*What is required*
Keep every line of the data below that has the string "over" and present those lines.
───
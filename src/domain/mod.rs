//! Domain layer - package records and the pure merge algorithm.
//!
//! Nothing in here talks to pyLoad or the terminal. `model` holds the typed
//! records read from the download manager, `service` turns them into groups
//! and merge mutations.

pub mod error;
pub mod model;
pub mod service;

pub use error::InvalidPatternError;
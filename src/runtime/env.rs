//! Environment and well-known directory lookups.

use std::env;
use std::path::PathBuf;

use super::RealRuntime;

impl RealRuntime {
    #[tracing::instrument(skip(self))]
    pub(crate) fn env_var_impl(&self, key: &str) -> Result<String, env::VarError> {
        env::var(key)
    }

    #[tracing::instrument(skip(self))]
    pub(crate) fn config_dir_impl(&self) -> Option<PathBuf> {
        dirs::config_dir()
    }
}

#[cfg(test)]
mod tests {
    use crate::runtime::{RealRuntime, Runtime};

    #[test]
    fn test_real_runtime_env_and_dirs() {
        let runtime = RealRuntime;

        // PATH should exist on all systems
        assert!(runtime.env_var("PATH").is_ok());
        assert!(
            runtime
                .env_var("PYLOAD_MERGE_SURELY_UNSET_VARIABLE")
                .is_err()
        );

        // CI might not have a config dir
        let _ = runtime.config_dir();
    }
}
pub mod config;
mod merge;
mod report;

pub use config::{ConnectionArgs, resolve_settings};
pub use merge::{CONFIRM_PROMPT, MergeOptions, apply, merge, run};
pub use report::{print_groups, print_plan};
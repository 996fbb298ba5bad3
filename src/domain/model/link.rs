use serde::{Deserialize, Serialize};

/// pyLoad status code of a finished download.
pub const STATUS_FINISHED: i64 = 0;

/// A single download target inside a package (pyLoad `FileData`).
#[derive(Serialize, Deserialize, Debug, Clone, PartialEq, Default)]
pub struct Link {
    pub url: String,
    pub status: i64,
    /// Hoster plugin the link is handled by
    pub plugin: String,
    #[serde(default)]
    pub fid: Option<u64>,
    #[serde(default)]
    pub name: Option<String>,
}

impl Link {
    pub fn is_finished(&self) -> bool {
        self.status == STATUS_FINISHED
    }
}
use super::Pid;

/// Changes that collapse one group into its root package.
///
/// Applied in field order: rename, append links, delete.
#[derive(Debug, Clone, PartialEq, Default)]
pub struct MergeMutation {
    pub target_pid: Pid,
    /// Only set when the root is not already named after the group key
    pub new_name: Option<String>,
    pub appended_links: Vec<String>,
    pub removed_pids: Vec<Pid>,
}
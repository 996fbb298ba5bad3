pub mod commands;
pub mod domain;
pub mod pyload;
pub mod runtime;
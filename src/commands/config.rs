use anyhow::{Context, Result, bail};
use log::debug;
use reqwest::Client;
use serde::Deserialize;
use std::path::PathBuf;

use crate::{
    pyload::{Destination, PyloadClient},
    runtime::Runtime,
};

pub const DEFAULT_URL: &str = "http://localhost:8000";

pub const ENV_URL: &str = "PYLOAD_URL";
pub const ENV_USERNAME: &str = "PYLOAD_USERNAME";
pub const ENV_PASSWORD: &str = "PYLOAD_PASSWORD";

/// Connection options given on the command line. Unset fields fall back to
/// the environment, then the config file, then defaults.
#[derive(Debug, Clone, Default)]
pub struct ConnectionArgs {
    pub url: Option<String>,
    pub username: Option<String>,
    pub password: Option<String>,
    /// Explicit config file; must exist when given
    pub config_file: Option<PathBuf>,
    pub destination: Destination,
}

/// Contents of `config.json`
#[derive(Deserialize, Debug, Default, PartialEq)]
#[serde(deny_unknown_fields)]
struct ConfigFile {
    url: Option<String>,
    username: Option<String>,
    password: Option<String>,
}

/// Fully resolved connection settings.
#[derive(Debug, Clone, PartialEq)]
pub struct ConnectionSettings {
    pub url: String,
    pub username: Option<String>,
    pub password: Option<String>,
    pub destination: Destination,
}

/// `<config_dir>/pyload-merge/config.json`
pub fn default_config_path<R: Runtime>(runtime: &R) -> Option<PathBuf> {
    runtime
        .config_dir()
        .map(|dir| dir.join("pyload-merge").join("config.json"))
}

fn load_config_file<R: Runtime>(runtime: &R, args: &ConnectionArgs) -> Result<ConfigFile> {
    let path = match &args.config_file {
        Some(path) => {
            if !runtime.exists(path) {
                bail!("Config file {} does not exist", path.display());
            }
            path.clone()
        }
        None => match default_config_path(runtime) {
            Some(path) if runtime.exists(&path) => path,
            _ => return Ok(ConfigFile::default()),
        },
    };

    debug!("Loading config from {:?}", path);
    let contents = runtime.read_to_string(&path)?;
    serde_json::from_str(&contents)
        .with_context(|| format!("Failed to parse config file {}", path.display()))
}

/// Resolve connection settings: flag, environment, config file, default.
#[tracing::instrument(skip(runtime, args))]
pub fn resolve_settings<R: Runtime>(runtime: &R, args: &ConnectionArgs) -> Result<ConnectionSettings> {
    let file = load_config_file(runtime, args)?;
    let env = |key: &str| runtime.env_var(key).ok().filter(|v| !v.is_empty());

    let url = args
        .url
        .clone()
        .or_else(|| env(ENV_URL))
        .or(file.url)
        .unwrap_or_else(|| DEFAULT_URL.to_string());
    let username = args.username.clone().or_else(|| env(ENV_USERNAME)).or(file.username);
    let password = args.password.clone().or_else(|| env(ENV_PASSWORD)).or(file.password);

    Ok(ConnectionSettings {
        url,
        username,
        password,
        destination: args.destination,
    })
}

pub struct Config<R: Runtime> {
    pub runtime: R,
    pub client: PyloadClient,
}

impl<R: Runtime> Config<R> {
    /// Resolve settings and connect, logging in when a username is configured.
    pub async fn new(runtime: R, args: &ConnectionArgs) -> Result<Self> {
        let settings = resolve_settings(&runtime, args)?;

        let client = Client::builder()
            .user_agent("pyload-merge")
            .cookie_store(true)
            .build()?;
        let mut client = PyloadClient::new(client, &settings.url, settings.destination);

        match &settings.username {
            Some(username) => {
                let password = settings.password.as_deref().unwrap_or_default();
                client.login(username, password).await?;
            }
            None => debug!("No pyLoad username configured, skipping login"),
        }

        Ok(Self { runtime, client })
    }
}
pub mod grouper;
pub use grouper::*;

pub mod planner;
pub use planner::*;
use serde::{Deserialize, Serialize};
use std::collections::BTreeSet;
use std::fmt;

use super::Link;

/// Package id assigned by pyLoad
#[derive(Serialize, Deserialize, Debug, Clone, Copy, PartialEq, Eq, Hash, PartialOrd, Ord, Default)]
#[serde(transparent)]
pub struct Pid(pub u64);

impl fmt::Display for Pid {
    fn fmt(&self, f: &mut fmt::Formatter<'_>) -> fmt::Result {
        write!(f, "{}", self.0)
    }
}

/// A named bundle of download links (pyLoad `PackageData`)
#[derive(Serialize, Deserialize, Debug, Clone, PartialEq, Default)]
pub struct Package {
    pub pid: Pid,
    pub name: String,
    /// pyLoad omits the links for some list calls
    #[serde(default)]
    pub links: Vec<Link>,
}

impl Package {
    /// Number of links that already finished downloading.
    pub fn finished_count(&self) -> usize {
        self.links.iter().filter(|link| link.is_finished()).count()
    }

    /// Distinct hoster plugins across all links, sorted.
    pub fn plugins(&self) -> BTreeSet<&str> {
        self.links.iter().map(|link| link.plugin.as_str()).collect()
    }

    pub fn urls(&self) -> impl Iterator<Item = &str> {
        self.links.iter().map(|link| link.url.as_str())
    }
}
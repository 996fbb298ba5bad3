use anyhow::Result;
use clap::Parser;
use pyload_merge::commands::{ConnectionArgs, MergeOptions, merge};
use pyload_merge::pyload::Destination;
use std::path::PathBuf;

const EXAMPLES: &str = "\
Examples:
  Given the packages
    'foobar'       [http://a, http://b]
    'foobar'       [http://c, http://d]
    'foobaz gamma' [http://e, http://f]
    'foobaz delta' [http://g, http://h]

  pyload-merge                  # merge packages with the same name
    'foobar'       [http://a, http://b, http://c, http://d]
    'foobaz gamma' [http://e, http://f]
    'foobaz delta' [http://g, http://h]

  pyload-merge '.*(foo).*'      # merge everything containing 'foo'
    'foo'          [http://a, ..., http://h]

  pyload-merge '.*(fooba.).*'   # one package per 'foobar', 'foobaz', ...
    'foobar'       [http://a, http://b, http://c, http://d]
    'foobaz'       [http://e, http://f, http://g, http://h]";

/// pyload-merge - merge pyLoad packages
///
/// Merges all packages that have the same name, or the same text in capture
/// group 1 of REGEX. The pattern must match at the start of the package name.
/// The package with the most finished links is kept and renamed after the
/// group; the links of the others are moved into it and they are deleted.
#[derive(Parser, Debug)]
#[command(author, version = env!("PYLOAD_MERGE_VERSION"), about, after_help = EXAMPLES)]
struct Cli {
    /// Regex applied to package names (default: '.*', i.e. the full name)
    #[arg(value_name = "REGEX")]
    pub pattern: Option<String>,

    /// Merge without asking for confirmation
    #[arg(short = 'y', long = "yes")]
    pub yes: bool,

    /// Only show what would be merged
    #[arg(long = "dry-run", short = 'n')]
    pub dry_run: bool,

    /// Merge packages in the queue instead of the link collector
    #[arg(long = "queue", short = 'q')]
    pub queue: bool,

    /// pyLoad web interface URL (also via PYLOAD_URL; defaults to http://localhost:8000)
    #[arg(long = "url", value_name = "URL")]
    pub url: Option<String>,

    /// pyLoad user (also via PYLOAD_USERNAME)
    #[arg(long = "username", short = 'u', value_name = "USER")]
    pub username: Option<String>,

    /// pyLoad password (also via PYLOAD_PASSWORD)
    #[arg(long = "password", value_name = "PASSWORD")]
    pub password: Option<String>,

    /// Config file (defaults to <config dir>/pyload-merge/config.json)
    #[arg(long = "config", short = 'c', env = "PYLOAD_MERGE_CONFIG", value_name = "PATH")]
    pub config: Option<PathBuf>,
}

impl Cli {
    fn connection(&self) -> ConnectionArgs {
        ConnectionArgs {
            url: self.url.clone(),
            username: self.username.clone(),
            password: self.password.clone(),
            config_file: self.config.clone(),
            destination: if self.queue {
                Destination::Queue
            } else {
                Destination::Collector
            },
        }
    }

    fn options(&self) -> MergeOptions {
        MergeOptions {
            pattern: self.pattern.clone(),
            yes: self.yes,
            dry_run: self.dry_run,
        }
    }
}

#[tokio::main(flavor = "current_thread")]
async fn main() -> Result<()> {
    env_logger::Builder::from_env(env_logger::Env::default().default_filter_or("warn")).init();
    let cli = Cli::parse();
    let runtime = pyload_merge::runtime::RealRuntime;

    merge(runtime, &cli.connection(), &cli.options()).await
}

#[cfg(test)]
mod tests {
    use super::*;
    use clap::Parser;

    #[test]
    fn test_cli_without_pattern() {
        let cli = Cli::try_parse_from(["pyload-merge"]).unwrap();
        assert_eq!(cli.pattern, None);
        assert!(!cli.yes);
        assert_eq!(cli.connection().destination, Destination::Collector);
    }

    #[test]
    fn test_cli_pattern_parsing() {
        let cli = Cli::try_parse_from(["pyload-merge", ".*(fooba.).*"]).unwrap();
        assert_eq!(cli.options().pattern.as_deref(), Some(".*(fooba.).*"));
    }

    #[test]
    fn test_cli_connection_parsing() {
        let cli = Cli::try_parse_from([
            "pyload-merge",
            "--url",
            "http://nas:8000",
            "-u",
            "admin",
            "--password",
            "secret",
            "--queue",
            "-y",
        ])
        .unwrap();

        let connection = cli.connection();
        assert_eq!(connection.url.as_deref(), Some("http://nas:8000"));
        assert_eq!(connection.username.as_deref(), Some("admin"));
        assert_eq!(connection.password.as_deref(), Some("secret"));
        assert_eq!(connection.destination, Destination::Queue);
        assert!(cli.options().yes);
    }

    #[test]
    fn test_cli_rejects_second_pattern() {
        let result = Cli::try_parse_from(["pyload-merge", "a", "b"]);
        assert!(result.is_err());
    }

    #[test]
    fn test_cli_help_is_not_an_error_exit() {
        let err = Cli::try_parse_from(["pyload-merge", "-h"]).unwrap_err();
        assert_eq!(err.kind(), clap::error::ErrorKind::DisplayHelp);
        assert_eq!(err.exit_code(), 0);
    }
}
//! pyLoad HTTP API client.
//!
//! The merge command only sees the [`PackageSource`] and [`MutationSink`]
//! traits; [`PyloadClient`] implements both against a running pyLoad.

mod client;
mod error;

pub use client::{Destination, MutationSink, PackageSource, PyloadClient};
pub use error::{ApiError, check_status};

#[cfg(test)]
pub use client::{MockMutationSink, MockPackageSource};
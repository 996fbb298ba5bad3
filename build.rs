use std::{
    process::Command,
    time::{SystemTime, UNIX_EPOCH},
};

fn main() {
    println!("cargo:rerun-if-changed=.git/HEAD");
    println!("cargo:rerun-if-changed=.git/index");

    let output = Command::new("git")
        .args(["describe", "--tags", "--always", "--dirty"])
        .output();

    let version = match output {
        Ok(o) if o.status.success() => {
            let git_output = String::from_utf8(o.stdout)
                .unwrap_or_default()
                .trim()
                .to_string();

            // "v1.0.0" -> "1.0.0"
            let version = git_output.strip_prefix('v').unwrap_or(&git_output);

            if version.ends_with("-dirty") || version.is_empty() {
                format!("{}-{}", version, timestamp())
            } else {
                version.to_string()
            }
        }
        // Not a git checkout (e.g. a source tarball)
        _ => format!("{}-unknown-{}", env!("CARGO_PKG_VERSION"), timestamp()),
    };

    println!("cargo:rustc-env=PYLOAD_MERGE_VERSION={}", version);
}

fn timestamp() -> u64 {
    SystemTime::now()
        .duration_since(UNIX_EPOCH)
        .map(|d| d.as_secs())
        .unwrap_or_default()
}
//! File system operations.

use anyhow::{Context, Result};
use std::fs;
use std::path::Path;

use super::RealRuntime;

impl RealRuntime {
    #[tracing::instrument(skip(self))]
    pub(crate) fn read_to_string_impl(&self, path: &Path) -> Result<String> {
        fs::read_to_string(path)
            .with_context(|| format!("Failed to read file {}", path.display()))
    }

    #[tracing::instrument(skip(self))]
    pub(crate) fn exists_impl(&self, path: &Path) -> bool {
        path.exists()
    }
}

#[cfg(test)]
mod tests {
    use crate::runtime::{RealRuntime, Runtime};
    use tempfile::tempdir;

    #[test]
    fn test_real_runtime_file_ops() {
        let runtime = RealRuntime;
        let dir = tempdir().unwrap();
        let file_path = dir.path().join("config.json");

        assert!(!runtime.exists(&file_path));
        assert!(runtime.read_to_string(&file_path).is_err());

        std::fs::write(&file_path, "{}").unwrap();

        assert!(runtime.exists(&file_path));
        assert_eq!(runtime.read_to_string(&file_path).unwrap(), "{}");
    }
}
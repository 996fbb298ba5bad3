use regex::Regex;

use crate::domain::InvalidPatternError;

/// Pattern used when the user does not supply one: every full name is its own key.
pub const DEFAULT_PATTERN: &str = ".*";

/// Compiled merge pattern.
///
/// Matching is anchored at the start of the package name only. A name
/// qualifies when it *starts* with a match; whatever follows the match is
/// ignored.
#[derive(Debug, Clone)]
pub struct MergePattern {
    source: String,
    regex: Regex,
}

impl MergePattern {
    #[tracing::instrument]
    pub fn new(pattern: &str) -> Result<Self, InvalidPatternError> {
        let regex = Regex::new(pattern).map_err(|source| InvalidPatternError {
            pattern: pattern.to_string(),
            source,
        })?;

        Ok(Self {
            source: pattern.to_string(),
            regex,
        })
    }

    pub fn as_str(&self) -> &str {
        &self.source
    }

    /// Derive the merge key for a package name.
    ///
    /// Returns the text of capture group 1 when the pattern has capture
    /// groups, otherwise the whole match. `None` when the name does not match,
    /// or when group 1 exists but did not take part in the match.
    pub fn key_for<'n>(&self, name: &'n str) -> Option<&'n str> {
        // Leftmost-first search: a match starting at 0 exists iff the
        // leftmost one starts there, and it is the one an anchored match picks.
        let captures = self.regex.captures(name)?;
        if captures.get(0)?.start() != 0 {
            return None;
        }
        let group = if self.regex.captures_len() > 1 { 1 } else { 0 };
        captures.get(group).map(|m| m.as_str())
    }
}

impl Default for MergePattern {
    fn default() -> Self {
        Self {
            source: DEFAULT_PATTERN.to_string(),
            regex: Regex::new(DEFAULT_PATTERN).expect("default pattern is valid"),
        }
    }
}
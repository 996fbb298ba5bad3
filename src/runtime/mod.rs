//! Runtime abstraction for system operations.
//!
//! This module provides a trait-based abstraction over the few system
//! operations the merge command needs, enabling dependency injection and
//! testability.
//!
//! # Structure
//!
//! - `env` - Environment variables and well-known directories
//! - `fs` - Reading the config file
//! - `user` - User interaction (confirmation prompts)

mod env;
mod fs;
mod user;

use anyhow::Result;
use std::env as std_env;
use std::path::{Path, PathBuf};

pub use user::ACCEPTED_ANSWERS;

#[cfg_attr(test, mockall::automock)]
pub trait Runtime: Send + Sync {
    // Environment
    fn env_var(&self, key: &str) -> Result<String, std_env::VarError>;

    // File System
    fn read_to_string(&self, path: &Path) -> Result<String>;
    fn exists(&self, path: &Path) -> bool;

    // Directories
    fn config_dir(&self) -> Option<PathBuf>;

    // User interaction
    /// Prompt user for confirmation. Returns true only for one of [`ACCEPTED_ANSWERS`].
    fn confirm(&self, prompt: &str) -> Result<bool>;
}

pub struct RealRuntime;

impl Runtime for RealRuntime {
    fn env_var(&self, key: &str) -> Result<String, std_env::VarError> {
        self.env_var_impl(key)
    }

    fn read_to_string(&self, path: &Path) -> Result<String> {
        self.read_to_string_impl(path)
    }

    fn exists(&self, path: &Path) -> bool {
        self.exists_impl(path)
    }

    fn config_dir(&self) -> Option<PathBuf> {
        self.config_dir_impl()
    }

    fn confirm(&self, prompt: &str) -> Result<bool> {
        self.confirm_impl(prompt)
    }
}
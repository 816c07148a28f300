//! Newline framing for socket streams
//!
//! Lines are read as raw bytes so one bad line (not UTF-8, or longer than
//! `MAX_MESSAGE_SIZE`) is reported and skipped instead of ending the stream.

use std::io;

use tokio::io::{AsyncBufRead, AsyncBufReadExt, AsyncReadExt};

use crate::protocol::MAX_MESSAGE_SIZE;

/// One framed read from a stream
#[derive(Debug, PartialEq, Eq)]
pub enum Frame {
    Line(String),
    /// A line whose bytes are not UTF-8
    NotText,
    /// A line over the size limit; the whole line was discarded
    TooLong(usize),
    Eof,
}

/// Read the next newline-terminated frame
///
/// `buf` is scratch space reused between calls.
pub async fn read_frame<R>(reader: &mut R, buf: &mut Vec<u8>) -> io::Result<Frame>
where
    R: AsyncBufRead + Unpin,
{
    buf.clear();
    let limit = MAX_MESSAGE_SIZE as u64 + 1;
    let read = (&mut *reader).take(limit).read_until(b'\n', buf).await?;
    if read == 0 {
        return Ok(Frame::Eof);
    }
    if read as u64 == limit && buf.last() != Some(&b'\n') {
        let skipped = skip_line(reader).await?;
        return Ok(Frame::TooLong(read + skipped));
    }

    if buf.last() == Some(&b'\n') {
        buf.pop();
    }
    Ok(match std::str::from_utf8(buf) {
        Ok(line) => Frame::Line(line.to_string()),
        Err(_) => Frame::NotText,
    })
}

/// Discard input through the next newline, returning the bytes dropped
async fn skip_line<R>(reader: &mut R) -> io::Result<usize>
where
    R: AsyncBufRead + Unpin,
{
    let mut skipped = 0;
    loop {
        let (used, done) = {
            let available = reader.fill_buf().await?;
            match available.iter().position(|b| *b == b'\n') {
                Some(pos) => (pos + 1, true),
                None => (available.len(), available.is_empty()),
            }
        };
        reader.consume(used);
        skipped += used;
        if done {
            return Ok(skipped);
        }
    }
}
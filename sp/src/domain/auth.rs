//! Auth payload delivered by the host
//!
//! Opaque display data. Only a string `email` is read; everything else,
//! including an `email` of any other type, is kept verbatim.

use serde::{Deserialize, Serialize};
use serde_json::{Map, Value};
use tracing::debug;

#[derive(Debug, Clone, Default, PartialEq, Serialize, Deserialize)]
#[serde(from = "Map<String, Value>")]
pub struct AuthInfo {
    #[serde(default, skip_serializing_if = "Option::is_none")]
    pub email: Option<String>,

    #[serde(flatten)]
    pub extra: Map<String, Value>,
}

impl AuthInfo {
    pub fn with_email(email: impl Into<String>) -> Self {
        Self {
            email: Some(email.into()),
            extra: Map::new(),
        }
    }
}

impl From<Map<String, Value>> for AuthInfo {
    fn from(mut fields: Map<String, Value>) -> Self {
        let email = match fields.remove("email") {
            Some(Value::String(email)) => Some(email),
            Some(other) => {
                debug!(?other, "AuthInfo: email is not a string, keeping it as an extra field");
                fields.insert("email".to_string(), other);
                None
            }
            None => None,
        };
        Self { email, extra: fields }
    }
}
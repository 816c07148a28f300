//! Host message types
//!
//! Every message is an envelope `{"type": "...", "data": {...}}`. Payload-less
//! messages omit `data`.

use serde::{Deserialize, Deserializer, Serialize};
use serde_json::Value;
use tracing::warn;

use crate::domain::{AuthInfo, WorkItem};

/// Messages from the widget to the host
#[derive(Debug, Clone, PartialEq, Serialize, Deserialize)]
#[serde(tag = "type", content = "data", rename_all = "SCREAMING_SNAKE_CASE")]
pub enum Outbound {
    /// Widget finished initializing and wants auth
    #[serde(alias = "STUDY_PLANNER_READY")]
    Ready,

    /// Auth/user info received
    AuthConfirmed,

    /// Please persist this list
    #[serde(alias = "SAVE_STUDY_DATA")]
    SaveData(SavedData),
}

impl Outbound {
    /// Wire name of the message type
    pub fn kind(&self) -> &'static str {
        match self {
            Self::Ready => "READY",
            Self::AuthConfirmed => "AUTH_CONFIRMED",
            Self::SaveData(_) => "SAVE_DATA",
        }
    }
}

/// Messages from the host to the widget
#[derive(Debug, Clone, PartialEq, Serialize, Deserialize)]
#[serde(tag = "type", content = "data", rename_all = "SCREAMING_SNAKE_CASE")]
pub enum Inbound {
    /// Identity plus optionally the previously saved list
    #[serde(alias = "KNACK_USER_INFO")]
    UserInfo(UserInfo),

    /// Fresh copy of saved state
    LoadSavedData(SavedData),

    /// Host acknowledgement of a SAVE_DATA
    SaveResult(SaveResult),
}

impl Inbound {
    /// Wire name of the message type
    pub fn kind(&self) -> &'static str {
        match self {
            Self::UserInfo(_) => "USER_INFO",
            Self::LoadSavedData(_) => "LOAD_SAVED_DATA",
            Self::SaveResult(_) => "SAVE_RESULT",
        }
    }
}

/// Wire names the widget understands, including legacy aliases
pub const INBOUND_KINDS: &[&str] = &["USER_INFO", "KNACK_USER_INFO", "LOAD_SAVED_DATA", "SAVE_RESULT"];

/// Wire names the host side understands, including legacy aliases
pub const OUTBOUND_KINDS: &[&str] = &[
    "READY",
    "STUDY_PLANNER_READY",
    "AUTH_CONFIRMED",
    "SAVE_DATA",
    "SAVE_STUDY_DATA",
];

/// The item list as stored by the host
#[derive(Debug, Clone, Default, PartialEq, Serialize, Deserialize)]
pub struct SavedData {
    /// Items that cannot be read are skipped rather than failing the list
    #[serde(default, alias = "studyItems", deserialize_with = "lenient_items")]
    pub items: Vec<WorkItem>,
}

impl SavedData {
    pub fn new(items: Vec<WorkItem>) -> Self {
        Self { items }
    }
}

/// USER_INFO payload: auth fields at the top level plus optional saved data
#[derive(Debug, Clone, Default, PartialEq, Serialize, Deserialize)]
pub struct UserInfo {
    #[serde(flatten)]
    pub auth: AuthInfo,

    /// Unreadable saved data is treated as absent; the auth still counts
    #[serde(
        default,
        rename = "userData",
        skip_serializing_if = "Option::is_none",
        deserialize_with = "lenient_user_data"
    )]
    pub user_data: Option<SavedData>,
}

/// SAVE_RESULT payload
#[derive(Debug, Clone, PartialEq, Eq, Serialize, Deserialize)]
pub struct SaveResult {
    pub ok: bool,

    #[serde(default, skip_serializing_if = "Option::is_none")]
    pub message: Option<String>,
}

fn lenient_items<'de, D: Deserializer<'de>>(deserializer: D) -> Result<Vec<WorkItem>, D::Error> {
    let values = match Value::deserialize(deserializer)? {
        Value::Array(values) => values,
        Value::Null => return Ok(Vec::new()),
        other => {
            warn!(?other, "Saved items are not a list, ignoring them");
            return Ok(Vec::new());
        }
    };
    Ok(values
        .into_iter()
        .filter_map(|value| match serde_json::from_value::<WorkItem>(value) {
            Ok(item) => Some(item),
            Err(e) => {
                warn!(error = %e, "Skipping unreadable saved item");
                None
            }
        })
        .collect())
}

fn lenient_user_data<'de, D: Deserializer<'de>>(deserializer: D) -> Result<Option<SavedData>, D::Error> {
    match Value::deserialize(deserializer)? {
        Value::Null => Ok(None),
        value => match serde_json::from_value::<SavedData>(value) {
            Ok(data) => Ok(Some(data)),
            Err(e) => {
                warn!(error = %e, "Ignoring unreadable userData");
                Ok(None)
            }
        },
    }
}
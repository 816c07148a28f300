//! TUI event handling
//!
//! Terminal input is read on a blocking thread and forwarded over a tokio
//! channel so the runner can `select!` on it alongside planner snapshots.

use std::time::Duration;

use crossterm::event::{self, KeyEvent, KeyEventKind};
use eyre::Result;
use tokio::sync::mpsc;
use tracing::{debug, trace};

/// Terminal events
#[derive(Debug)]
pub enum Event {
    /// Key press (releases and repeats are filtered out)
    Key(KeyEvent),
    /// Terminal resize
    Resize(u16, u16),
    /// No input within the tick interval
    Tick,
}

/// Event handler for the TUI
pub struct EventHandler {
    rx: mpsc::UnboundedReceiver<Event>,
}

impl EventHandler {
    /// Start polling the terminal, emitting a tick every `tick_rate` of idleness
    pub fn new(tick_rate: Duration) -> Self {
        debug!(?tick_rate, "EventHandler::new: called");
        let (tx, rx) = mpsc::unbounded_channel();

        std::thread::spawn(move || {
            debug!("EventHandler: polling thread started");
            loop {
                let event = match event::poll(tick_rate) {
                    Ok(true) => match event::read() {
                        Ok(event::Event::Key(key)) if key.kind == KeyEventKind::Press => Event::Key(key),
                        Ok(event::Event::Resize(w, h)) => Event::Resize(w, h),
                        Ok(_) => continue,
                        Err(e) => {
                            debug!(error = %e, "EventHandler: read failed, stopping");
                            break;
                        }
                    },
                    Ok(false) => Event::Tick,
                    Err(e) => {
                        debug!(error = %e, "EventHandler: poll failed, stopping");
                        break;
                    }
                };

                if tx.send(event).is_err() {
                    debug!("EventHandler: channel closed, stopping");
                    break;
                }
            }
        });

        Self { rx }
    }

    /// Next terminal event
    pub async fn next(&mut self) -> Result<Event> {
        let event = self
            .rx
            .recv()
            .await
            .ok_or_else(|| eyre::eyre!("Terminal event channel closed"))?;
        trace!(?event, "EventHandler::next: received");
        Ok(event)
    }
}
───
*Solution to this exercise*
//! This module provides a trait-based abstraction over the few system
    /// A line over the size limit; the whole line was discarded
//! Terminal input is read on a blocking thread and forwarded over a tokio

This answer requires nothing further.